Inverse condemnation suits do not provide only the just compensation required under state law. Rather, such suits are a method of obtaining the just compensation required by the Fifth and Fourteenth Amendments. "A landowner is entitled to bring an action in inverse condemnation as a result of the self-executing character of the constitutional provision with respect to compensation." First English Evangelical Lutheran Church v. County of Los Angeles, 482 U.S. 304, 315 (1987). "Claims for just compensation are grounded in the Constitution itself." Id. The state procedure Williamson County references is the procedure necessary to raise a federal taking claim in state court. Thus, under Williamson County, a taking claimant must litigate the federal constitutional claim through the processes the state provides.

The Supreme Court compared the process for making a claim against state or local governments to the process for making a claim against the federal government. A taking claim against the federal government is "premature until the property owner has availed itself of the process provided by the Tucker Act, 28 U.S.C. S 1491." Williamson County, 473 U.S. at 195 (citing Ruckelshaus v. Monsanto Co., 467 U.S. 986, 1016-1020 (1984)). The Tucker Act grants the U.S. Claims Court " `jurisdiction to render judgment upon any claim against the United States founded . . . upon the Constitution.' " Monsanto, 467 U.S. at 1017 (citing 28 U.S.C. S 1491). Thus, a Tucker Act taking claim is a claim for the just compensation required by the Fifth Amendment. The Supreme Court indicated that the Tucker Act procedure is analogous to the state proceedings claimants must follow to obtain just compensation from state and local governments. Williamson County, 473 U.S. at 195. Therefore, claimants following state procedures, like those utilizing the procedure established under the Tucker Act, should raise the federal just compensation requirement.

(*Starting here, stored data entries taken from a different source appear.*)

use serde::Serialize;

/// Kind of operation spotted in a derivation expression
#[derive(Debug, Clone, Copy, PartialEq, Eq, Serialize)]
#[serde(rename_all = "snake_case")]
pub enum Operation {
    Concatenation,
    Aggregation,
    Conditional,
}

/// Keywords that reveal each operation, checked in this order
const OPERATION_KEYWORDS: &[(Operation, &[&str])] = &[
    (Operation::Concatenation, &["concat"]),
    (Operation::Aggregation, &["sum", "count", "avg", "max", "min"]),
    (Operation::Conditional, &["case when"]),
];

#[derive(Debug, Clone, Copy, PartialEq, Eq, Serialize)]
#[serde(rename_all = "snake_case")]
pub enum Complexity {
    Simple,
    Moderate,
    Complex,
}

impl Complexity {
    fn from_operation_count(count: usize) -> Self {
        match count {
            0 => Complexity::Simple,
            1 => Complexity::Moderate,
            _ => Complexity::Complex,
        }
    }
}

#[derive(Debug, Clone, PartialEq, Serialize)]
pub struct DerivationAnalysis {
    pub referenced_columns: Vec<String>,
    pub operations: Vec<Operation>,
    pub complexity: Complexity,
}

/// Lexical scan of a free-text derivation expression.
///
/// Matching is plain case-insensitive substring containment, so a column
/// named `id` is "referenced" by any text containing `id`.
pub fn analyze_derivation_logic(logic: &str, columns: &[String]) -> DerivationAnalysis {
    let lowered = logic.to_lowercase();

    let referenced_columns = columns
        .iter()
        .filter(|col| lowered.contains(&col.to_lowercase()))
        .cloned()
        .collect();

    let operations: Vec<Operation> = OPERATION_KEYWORDS
        .iter()
        .filter(|(_, keywords)| keywords.iter().any(|k| lowered.contains(k)))
        .map(|(op, _)| *op)
        .collect();

    DerivationAnalysis {
        referenced_columns,
        complexity: Complexity::from_operation_count(operations.len()),
        operations,
    }
}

The decision in Williamson County, 473 U.S. 172 (1985), established two distinct requirements for taking claims under the rubric of ripeness:
First, "the government entity charged with implementing the regulations [must have] reached a final decision regarding the application of the regulations to the property at issue." 473 U.S. at 186.
Second, plaintiffs must have sought "compensation through the procedures provided by the State for obtaining such compensation." 473 U.S. at 195.

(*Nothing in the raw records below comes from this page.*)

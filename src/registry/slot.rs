use std::rc::Rc;
use tracing::debug;

use super::schema_registry::SchemaRegistry;
use crate::source::MetadataSource;

/// Owner of the shared default [`SchemaRegistry`].
///
/// Callers pass the slot down a call tree instead of reaching for a global,
/// so repeated lookups share one cache.
pub struct RegistrySlot {
    source: Rc<dyn MetadataSource>,
    registry: Option<SchemaRegistry>,
}

impl RegistrySlot {
    pub fn new(source: Rc<dyn MetadataSource>) -> Self {
        Self {
            source,
            registry: None,
        }
    }

    /// Default registry, created on first use.
    ///
    /// When both `catalog` and `dataset` are given and differ from the
    /// current registry's, the registry is replaced by an empty one.
    pub fn get(&mut self, catalog: Option<&str>, dataset: Option<&str>) -> &mut SchemaRegistry {
        let replace = match (&self.registry, catalog, dataset) {
            (None, _, _) => true,
            (Some(current), Some(catalog), Some(dataset)) => {
                current.catalog() != Some(catalog) || current.dataset() != Some(dataset)
            }
            _ => false,
        };

        if replace {
            debug!(?catalog, ?dataset, "Creating default schema registry");
            self.registry = Some(SchemaRegistry::with_defaults(
                Rc::clone(&self.source),
                catalog.map(str::to_string),
                dataset.map(str::to_string),
            ));
        }
        self.registry
            .as_mut()
            .expect("registry is initialized whenever the slot was empty")
    }

    /// Drop the default registry; the next `get` starts empty
    pub fn reset(&mut self) {
        self.registry = None;
    }

    pub fn is_initialized(&self) -> bool {
        self.registry.is_some()
    }
}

Both the final decision and compensation elements must be ripe before the claim is justiciable.

The final decision element is well-developed. Beginning with Penn Cent. Transp. Co. v. City of New York, 438 U.S. 104 (1978), Agins v. City of Tiburon, 447 U.S. 255 (1980), and Hodel v. Virginia Surface Min. & Reclamation Ass'n. Inc., 452 U.S. 264 (1981), the Court has declined to rule on taking claims when it believed the property owner had not received a final and definitive decision from a land use regulatory body on development of the property at issue. In Williamson County, the taking claim was unripe because there remained the "potential for . . . administrative solutions." 473 U.S. at 187 (landowner failed to seek variances that could have allowed development).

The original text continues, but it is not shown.